*** Block opens ***

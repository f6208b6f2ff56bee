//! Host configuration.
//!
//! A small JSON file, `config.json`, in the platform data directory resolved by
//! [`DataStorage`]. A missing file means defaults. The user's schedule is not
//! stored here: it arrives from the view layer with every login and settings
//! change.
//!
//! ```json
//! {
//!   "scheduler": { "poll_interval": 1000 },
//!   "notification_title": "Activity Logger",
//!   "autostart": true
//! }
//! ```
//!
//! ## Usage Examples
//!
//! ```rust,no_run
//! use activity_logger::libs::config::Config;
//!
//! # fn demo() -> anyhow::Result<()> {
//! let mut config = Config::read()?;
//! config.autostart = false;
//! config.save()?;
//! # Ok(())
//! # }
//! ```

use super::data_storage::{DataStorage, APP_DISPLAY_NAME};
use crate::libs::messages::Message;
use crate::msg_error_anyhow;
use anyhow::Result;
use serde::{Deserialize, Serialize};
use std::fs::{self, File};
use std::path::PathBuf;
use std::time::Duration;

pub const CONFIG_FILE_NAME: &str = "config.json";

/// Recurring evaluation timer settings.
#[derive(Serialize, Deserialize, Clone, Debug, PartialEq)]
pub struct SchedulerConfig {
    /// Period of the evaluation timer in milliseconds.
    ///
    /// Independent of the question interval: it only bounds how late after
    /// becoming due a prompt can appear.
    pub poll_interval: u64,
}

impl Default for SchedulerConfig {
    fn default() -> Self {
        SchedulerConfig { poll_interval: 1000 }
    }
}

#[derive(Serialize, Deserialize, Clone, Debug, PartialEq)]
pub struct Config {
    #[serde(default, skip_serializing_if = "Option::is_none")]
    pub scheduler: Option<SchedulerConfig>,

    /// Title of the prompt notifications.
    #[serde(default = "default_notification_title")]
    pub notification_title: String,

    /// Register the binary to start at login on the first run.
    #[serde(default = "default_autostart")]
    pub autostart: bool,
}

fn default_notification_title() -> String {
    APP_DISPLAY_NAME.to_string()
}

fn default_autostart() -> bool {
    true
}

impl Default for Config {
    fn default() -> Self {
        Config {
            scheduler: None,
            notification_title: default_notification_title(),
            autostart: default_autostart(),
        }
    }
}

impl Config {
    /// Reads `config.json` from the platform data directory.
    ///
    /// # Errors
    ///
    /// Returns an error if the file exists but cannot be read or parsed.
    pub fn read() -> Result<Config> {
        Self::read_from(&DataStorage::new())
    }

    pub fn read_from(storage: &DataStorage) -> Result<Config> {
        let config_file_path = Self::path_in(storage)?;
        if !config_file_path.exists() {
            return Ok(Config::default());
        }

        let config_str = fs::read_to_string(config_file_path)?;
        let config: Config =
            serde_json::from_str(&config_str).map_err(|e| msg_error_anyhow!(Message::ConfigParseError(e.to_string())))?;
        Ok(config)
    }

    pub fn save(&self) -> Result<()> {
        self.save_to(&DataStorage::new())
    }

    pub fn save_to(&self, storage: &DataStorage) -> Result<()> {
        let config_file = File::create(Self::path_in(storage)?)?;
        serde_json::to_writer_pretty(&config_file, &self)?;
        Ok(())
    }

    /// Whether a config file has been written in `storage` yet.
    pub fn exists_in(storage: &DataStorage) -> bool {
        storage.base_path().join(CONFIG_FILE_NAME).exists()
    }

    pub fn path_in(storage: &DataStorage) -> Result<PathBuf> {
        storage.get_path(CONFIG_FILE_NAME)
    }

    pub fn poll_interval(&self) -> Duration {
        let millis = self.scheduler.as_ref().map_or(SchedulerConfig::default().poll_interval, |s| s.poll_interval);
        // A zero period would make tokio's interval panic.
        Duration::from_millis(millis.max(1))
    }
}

*** Block closes ***
*** Block opens ***

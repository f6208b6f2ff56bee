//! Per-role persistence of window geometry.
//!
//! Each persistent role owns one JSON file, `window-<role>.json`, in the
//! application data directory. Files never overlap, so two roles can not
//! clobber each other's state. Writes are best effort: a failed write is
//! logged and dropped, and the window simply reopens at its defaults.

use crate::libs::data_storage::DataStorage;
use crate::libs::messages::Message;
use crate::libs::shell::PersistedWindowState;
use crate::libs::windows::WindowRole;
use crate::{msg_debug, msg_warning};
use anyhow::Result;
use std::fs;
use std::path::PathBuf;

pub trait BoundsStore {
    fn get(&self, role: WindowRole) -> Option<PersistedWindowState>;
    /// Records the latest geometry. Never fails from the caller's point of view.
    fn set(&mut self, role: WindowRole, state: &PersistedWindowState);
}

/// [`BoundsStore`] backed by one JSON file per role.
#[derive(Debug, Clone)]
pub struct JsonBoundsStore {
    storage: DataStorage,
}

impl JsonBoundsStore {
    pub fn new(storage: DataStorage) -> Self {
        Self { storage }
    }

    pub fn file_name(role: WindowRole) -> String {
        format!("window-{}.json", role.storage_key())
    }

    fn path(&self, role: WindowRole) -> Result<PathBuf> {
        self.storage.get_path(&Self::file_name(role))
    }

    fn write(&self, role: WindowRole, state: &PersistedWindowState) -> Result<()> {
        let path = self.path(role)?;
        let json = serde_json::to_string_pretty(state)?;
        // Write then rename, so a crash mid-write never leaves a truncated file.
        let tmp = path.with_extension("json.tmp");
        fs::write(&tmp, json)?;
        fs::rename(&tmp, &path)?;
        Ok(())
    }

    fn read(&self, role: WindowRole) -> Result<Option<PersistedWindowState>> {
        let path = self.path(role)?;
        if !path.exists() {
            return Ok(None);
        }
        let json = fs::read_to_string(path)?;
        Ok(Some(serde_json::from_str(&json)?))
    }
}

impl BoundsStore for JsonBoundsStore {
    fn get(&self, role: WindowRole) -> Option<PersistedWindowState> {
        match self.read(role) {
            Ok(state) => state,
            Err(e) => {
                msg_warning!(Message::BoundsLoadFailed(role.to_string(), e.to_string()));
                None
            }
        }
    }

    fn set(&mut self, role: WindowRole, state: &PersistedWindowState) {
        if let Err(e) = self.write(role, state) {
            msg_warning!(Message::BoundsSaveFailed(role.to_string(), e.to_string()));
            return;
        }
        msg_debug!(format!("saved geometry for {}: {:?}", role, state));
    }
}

*** Block closes ***

Count every line of the records above in which the string "rename" appears. The number alone is to be given.

2